→ **Exercise goal**
Show all lines containing "ChatReceived" from the data below.
*** Data section ***
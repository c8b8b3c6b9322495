//! Engine responses.
//!
//! A [`Response`] always carries the engine's [`GameStatus`] and exactly one
//! payload. Only observation and ping payloads are modelled.
//!
//! [`ResponseObservation`] is assembled with a two-stage builder: the
//! observation itself comes first, then any number of actions, errors,
//! results and chat lines in the order they should be reported.
//!
//! ```text
//! ResponseObservation::builder() ──observation──→ AddObservationEvents ──build──→ ResponseObservation
//!                                                 └─ actions, action_errors, player_results, chat
//! ```

use std::fmt;

use s2bridge_mapping::{MappingError, OneOf, Sequence, collection, probe, probe_required, variant};
use s2bridge_wire as wire;

use crate::{Action, ActionError, Catalog, ChatReceived, Observation, PlayerResult, WireCodec};

/// Engine lifecycle state reported with every response.
#[derive(Debug, Clone, Copy, PartialEq, Eq, Hash)]
#[repr(i32)]
pub enum GameStatus {
    Launched = 1,
    InitGame = 2,
    InGame = 3,
    InReplay = 4,
    Ended = 5,
    Quit = 6,
    Unknown = 99,
}

impl TryFrom<i32> for GameStatus {
    type Error = MappingError;

    fn try_from(code: i32) -> Result<Self, Self::Error> {
        match code {
            1 => Ok(Self::Launched),
            2 => Ok(Self::InitGame),
            3 => Ok(Self::InGame),
            4 => Ok(Self::InReplay),
            5 => Ok(Self::Ended),
            6 => Ok(Self::Quit),
            99 => Ok(Self::Unknown),
            _ => Err(MappingError::UnknownIdentifier {
                kind: "game status",
                id: code.into(),
            }),
        }
    }
}

impl fmt::Display for GameStatus {
    fn fmt(&self, f: &mut fmt::Formatter<'_>) -> fmt::Result {
        let label = match self {
            Self::Launched => "launched",
            Self::InitGame => "init_game",
            Self::InGame => "in_game",
            Self::InReplay => "in_replay",
            Self::Ended => "ended",
            Self::Quit => "quit",
            Self::Unknown => "unknown",
        };
        f.write_str(label)
    }
}

// ---------------------------------------------------------------------------
// ResponseObservation
// ---------------------------------------------------------------------------

/// The result of an observation request.
#[derive(Debug, Clone, PartialEq)]
pub struct ResponseObservation {
    actions: Sequence<Action>,
    action_errors: Sequence<ActionError>,
    observation: Observation,
    player_results: Sequence<PlayerResult>,
    chat: Sequence<ChatReceived>,
}

impl ResponseObservation {
    pub fn builder() -> SetObservation {
        SetObservation
    }

    pub fn actions(&self) -> &[Action] {
        &self.actions
    }

    pub fn action_errors(&self) -> &[ActionError] {
        &self.action_errors
    }

    pub fn observation(&self) -> &Observation {
        &self.observation
    }

    pub fn player_results(&self) -> &[PlayerResult] {
        &self.player_results
    }

    pub fn chat(&self) -> &[ChatReceived] {
        &self.chat
    }
}

impl WireCodec for ResponseObservation {
    type Wire = wire::ResponseObservation;
    const ENTITY: &'static str = "observation response";

    fn decode<C: Catalog + ?Sized>(msg: &Self::Wire, catalog: &C) -> Result<Self, MappingError> {
        type W = wire::ResponseObservation;

        let observation = probe_required(msg, "observation", W::has_observation, W::observation)?;
        Ok(Self {
            actions: collection::decode_repeated(&msg.actions, |a| Action::decode(a, catalog))?,
            action_errors: collection::decode_repeated(&msg.action_errors, |e| {
                ActionError::decode(e, catalog)
            })?,
            observation: Observation::decode(observation, catalog)?,
            player_results: collection::decode_repeated(&msg.player_result, |r| {
                PlayerResult::decode(r, catalog)
            })?,
            chat: collection::decode_repeated(&msg.chat, |c| ChatReceived::decode(c, catalog))?,
        })
    }

    fn encode(&self) -> Self::Wire {
        wire::ResponseObservation {
            actions: collection::encode_repeated(&self.actions, |a| a.encode()),
            action_errors: collection::encode_repeated(&self.action_errors, |e| e.encode()),
            observation: Some(self.observation.encode()),
            player_result: collection::encode_repeated(&self.player_results, |r| r.encode()),
            chat: collection::encode_repeated(&self.chat, |c| c.encode()),
        }
    }
}

/// First stage: the observation is mandatory.
#[derive(Debug)]
#[must_use]
pub struct SetObservation;

impl SetObservation {
    pub fn observation(self, observation: Observation) -> AddObservationEvents {
        AddObservationEvents {
            response: ResponseObservation {
                actions: Sequence::new(),
                action_errors: Sequence::new(),
                observation,
                player_results: Sequence::new(),
                chat: Sequence::new(),
            },
        }
    }
}

/// Final stage. Every method appends, keeping call order.
#[derive(Debug)]
#[must_use]
pub struct AddObservationEvents {
    response: ResponseObservation,
}

impl AddObservationEvents {
    pub fn actions(mut self, actions: impl IntoIterator<Item = Action>) -> Self {
        self.response.actions.extend(actions);
        self
    }

    pub fn action_errors(mut self, errors: impl IntoIterator<Item = ActionError>) -> Self {
        self.response.action_errors.extend(errors);
        self
    }

    pub fn player_results(mut self, results: impl IntoIterator<Item = PlayerResult>) -> Self {
        self.response.player_results.extend(results);
        self
    }

    pub fn chat(mut self, chat: impl IntoIterator<Item = ChatReceived>) -> Self {
        self.response.chat.extend(chat);
        self
    }

    /// Every invariant already holds at this stage, so this cannot fail.
    pub fn build(self) -> ResponseObservation {
        self.response
    }
}

// ---------------------------------------------------------------------------
// ResponsePing
// ---------------------------------------------------------------------------

/// Engine version information.
#[derive(Debug, Clone, PartialEq, Eq, Hash)]
pub struct ResponsePing {
    game_version: String,
    data_version: String,
    data_build: u32,
    base_build: u32,
}

impl ResponsePing {
    pub fn new(
        game_version: impl Into<String>,
        data_version: impl Into<String>,
        data_build: u32,
        base_build: u32,
    ) -> Self {
        Self {
            game_version: game_version.into(),
            data_version: data_version.into(),
            data_build,
            base_build,
        }
    }

    pub fn game_version(&self) -> &str {
        &self.game_version
    }

    pub fn data_version(&self) -> &str {
        &self.data_version
    }

    pub fn data_build(&self) -> u32 {
        self.data_build
    }

    pub fn base_build(&self) -> u32 {
        self.base_build
    }
}

impl WireCodec for ResponsePing {
    type Wire = wire::ResponsePing;
    const ENTITY: &'static str = "ping response";

    fn decode<C: Catalog + ?Sized>(msg: &Self::Wire, _: &C) -> Result<Self, MappingError> {
        type W = wire::ResponsePing;

        Ok(Self {
            game_version: probe_required(msg, "game version", W::has_game_version, W::game_version)?
                .to_owned(),
            data_version: probe_required(msg, "data version", W::has_data_version, W::data_version)?
                .to_owned(),
            data_build: probe_required(msg, "data build", W::has_data_build, W::data_build)?,
            base_build: probe_required(msg, "base build", W::has_base_build, W::base_build)?,
        })
    }

    fn encode(&self) -> Self::Wire {
        wire::ResponsePing {
            game_version: Some(self.game_version.clone()),
            data_version: Some(self.data_version.clone()),
            data_build: Some(self.data_build),
            base_build: Some(self.base_build),
        }
    }
}

// ---------------------------------------------------------------------------
// Response
// ---------------------------------------------------------------------------

#[derive(Debug, Clone, PartialEq)]
pub enum ResponseKind {
    Observation(ResponseObservation),
    Ping(ResponsePing),
}

#[derive(Debug, Clone, PartialEq)]
pub struct Response {
    status: GameStatus,
    kind: ResponseKind,
}

impl Response {
    pub fn new(status: GameStatus, kind: ResponseKind) -> Self {
        Self { status, kind }
    }

    pub fn status(&self) -> GameStatus {
        self.status
    }

    pub fn kind(&self) -> &ResponseKind {
        &self.kind
    }

    pub fn into_kind(self) -> ResponseKind {
        self.kind
    }

    /// The observation payload, if this is an observation response.
    pub fn observation(&self) -> Option<&ResponseObservation> {
        match &self.kind {
            ResponseKind::Observation(observation) => Some(observation),
            ResponseKind::Ping(_) => None,
        }
    }
}

impl WireCodec for Response {
    type Wire = wire::Response;
    const ENTITY: &'static str = "response";

    fn decode<C: Catalog + ?Sized>(msg: &Self::Wire, catalog: &C) -> Result<Self, MappingError> {
        type W = wire::Response;

        let status = probe_required(msg, "status", W::has_status, W::status)?;
        let kind = variant::resolve_required(
            "response",
            probe(msg, W::has_observation, W::observation),
            probe(msg, W::has_ping, W::ping),
        )?
        .try_map(
            |observation| ResponseObservation::decode(observation, catalog),
            |ping| ResponsePing::decode(ping, catalog),
        )?;
        Ok(Self {
            status: GameStatus::try_from(status)?,
            kind: match kind {
                OneOf::First(observation) => ResponseKind::Observation(observation),
                OneOf::Second(ping) => ResponseKind::Ping(ping),
            },
        })
    }

    fn encode(&self) -> Self::Wire {
        let (observation, ping) = match &self.kind {
            ResponseKind::Observation(observation) => (Some(observation.encode()), None),
            ResponseKind::Ping(ping) => (None, Some(ping.encode())),
        };
        wire::Response {
            status: Some(self.status as i32),
            observation,
            ping,
        }
    }
}

#[cfg(test)]
mod tests {
    use super::*;
    use crate::{ActionChat, ChatChannel, GameResult, PlayerCommon, StaticCatalog};

    fn observation() -> Observation {
        Observation::new(32, PlayerCommon::new(1, 50, 0, 12, 15))
    }

    fn ping() -> ResponsePing {
        ResponsePing::new("4.10.0", "ABCDEF", 75689, 75689)
    }

    #[test]
    fn test_builder_keeps_call_order() {
        let response = ResponseObservation::builder()
            .observation(observation())
            .chat([ChatReceived::new(2, "first")])
            .chat([ChatReceived::new(2, "second"), ChatReceived::new(1, "third")])
            .player_results([PlayerResult::new(1, GameResult::Victory)])
            .build();
        let lines: Vec<&str> = response.chat().iter().map(ChatReceived::message).collect();
        assert_eq!(lines, vec!["first", "second", "third"]);
        assert!(response.actions().is_empty());
    }

    #[test]
    fn test_observation_response_requires_observation() {
        let err = ResponseObservation::decode(
            &wire::ResponseObservation::default(),
            &StaticCatalog::default(),
        )
        .unwrap_err();
        assert_eq!(
            err,
            MappingError::MissingRequiredField {
                name: "observation"
            }
        );
    }

    #[test]
    fn test_response_requires_a_payload() {
        let msg = wire::Response {
            status: Some(3),
            ..wire::Response::default()
        };
        let err = Response::decode(&msg, &StaticCatalog::default()).unwrap_err();
        assert_eq!(err, MappingError::MissingRequiredField { name: "response" });
    }

    #[test]
    fn test_response_with_two_payloads_conflicts() {
        let msg = wire::Response {
            status: Some(3),
            observation: Some(wire::ResponseObservation::default()),
            ping: Some(ping().encode()),
        };
        let err = Response::decode(&msg, &StaticCatalog::default()).unwrap_err();
        assert_eq!(err, MappingError::ConflictingVariant { name: "response" });
    }

    #[test]
    fn test_response_requires_status() {
        let msg = wire::Response {
            ping: Some(ping().encode()),
            ..wire::Response::default()
        };
        let err = Response::decode(&msg, &StaticCatalog::default()).unwrap_err();
        assert_eq!(err, MappingError::MissingRequiredField { name: "status" });
    }

    #[test]
    fn test_unknown_status_code() {
        let msg = wire::Response {
            status: Some(7),
            ping: Some(ping().encode()),
            ..wire::Response::default()
        };
        let err = Response::decode(&msg, &StaticCatalog::default()).unwrap_err();
        assert_eq!(
            err,
            MappingError::UnknownIdentifier {
                kind: "game status",
                id: 7
            }
        );
    }

    #[test]
    fn test_ping_response_round_trip() {
        let response = Response::new(GameStatus::Launched, ResponseKind::Ping(ping()));
        let msg = response.encode();
        assert!(!msg.has_observation());
        assert_eq!(msg.status, Some(1));
        assert_eq!(Response::decode(&msg, &StaticCatalog::default()).unwrap(), response);
    }

    #[test]
    fn test_ping_requires_every_field() {
        let msg = wire::ResponsePing {
            base_build: None,
            ..ping().encode()
        };
        let err = ResponsePing::decode(&msg, &StaticCatalog::default()).unwrap_err();
        assert_eq!(err, MappingError::MissingRequiredField { name: "base build" });
    }

    #[test]
    fn test_observation_response_round_trip() {
        let response = ResponseObservation::builder()
            .observation(observation())
            .actions([Action::from(ActionChat::new(ChatChannel::Broadcast, "glhf"))])
            .build();
        let decoded =
            ResponseObservation::decode(&response.encode(), &StaticCatalog::default()).unwrap();
        assert_eq!(decoded, response);
        assert_eq!(GameStatus::InGame.to_string(), "in_game");
    }
}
*** End of Data section ***
→ **Solution to this problem**
use crate::{Action, ActionError, Catalog, ChatReceived, Observation, PlayerResult, WireCodec};
    chat: Sequence<ChatReceived>,
    pub fn chat(&self) -> &[ChatReceived] {
            chat: collection::decode_repeated(&msg.chat, |c| ChatReceived::decode(c, catalog))?,
    pub fn chat(mut self, chat: impl IntoIterator<Item = ChatReceived>) -> Self {
            .chat([ChatReceived::new(2, "first")])
            .chat([ChatReceived::new(2, "second"), ChatReceived::new(1, "third")])
        let lines: Vec<&str> = response.chat().iter().map(ChatReceived::message).collect();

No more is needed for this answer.